As if all of this were not complicated enough, it is important to point out that 61 codons are decoded into just 20 amino acids. In other words, all but two amino acids are encoded by multiple codons.

This is where the present research comes into the picture. Based on experiments carried out in the 1960s and 1970s, the accepted dogma states that proteins carry no “memory” of the specific codon from which each amino acid was translated as long as the amino acid identity remains unchanged. These early experiments into protein folding used chemical denaturants to unfold fully formed proteins and then demonstrated that upon removal of these chemicals the protein chain could refold spontaneously to regain its original structure and function. These experiments suggested that only the amino acid sequence, and not the specific codon sequence, determine a protein’s structure. Given this dogma, mutations that change the genetic coding without changing the amino acid are widely termed as “silent” and considered inconsequential for protein structure and function.
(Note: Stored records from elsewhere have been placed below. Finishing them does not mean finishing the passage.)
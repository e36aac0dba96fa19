use vergen_gitcl::{Emitter, GitclBuilder};

fn main() -> Result<(), Box<dyn std::error::Error>> {
    let gitcl = GitclBuilder::default().branch(true).sha(true).build()?;

    Emitter::default().add_instructions(&gitcl)?.emit()?;

    Ok(())
}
The Technion research team has uncovered an association between the identity of the codon and the local structure of the translated protein, which suggests that this may not be the general case and that proteins may indeed “remember” the specific instructions from which they were synthesized. The research team analyzed thousands of three-dimensional protein structures using dedicated tools they developed, which integrate advanced computer science methods, machine learning, and statistics. In this way, they accurately compared the distributions of angles formed in these structures under different synonymous genetic codes. Their findings show that for certain codons, there is a significant statistical dependence between the identity of the codon and the local structure of the protein at the position of the amino acid encoded by that codon.
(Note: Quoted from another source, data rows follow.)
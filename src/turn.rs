#![forbid(unsafe_code)]

// ICE server list handed to browsers before they build peer connections.
// TURN entries use coturn's REST credentials (--use-auth-secret): HMAC-SHA1 over "expiry:id".

use base64::Engine;
use hmac::{Hmac, Mac};
use serde::{Deserialize, Serialize};
use sha1::Sha1;
use std::time::{SystemTime, UNIX_EPOCH};

type HmacSha1 = Hmac<Sha1>;

const DEFAULT_TTL_SECS: u64 = 86_400;

/// TURN relay configuration
#[derive(Debug, Clone)]
pub struct TurnConfig {
    /// e.g. ["turn:example.com:3478", "turns:example.com:5349"]
    pub urls: Vec<String>,
    /// Secret shared with coturn
    pub secret: String,
    pub ttl_secs: u64,
}

/// One RTCIceServer entry as the browser expects it
#[derive(Debug, Clone, PartialEq, Eq, Serialize, Deserialize)]
#[serde(rename_all = "camelCase")]
pub struct IceServer {
    pub urls: Vec<String>,
    #[serde(skip_serializing_if = "Option::is_none")]
    pub username: Option<String>,
    #[serde(skip_serializing_if = "Option::is_none")]
    pub credential: Option<String>,
}

impl TurnConfig {
    /// Returns None unless both TURN_URLS and TURN_SECRET are present.
    pub fn from_lookup<F>(lookup: &F) -> Option<Self>
    where
        F: Fn(&str) -> Option<String>,
    {
        let urls = crate::config::split_list(&lookup("TURN_URLS")?);
        let secret = lookup("TURN_SECRET").filter(|s| !s.is_empty())?;
        if urls.is_empty() {
            return None;
        }
        let ttl_secs = lookup("TURN_TTL")
            .and_then(|v| v.parse().ok())
            .unwrap_or(DEFAULT_TTL_SECS);

        Some(Self { urls, secret, ttl_secs })
    }

    /// Time-limited credentials for one connection.
    ///
    /// username = "<unix expiry>:<connection id>", credential = base64(HMAC-SHA1(secret, username))
    pub fn credentials_for(&self, connection_id: &str) -> anyhow::Result<IceServer> {
        let now = SystemTime::now()
            .duration_since(UNIX_EPOCH)
            .unwrap_or_default()
            .as_secs();
        self.credentials_at(connection_id, now)
    }

    fn credentials_at(&self, connection_id: &str, now_secs: u64) -> anyhow::Result<IceServer> {
        let username = format!("{}:{connection_id}", now_secs + self.ttl_secs);

        let mut mac = HmacSha1::new_from_slice(self.secret.as_bytes())
            .map_err(|e| anyhow::anyhow!("TURN secret rejected: {e}"))?;
        mac.update(username.as_bytes());
        let credential = base64::engine::general_purpose::STANDARD.encode(mac.finalize().into_bytes());

        Ok(IceServer {
            urls: self.urls.clone(),
            username: Some(username),
            credential: Some(credential),
        })
    }
}

/// STUN entries first, then the TURN entry if one is configured
pub fn ice_servers(
    stun_urls: &[String],
    turn: Option<&TurnConfig>,
    connection_id: &str,
) -> anyhow::Result<Vec<IceServer>> {
    let mut servers = Vec::with_capacity(2);
    if !stun_urls.is_empty() {
        servers.push(IceServer {
            urls: stun_urls.to_vec(),
            username: None,
            credential: None,
        });
    }
    if let Some(turn) = turn {
        servers.push(turn.credentials_for(connection_id)?);
    }
    Ok(servers)
}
The researchers emphasize that the findings are still unable to shed light on the direction of the causal relationship, meaning that it is not yet possible to say whether a change in genetic coding can cause a change in the local protein structure or whether structural changes may cause different coding, for example through evolutionary processes. This question is the foundation for a subsequent research study now being carried out by the group. According to Dr. Marx, a biologist by training and education, “If we find in subsequent research that the codon indeed has a causal effect on protein folding, this is likely to have a huge impact on our understanding of protein folding, as well as on future applications, such as engineering new proteins.”

Dr. Marx emphasizes that the discovery presented in the article would not have been possible without Prof. Bronstein’s computer and analysis skills. “This research is truly interdisciplinary, because biology alone cannot cope with such vast quantities of data without the help of data science, and computer scientists cannot themselves perform research of this kind since they lack familiarity with the complex biological processes being probed. Therefore, our research highlights the huge advantage of interdisciplinary research that integrates skills from different fields to create a whole that is greater than the sum of its parts.”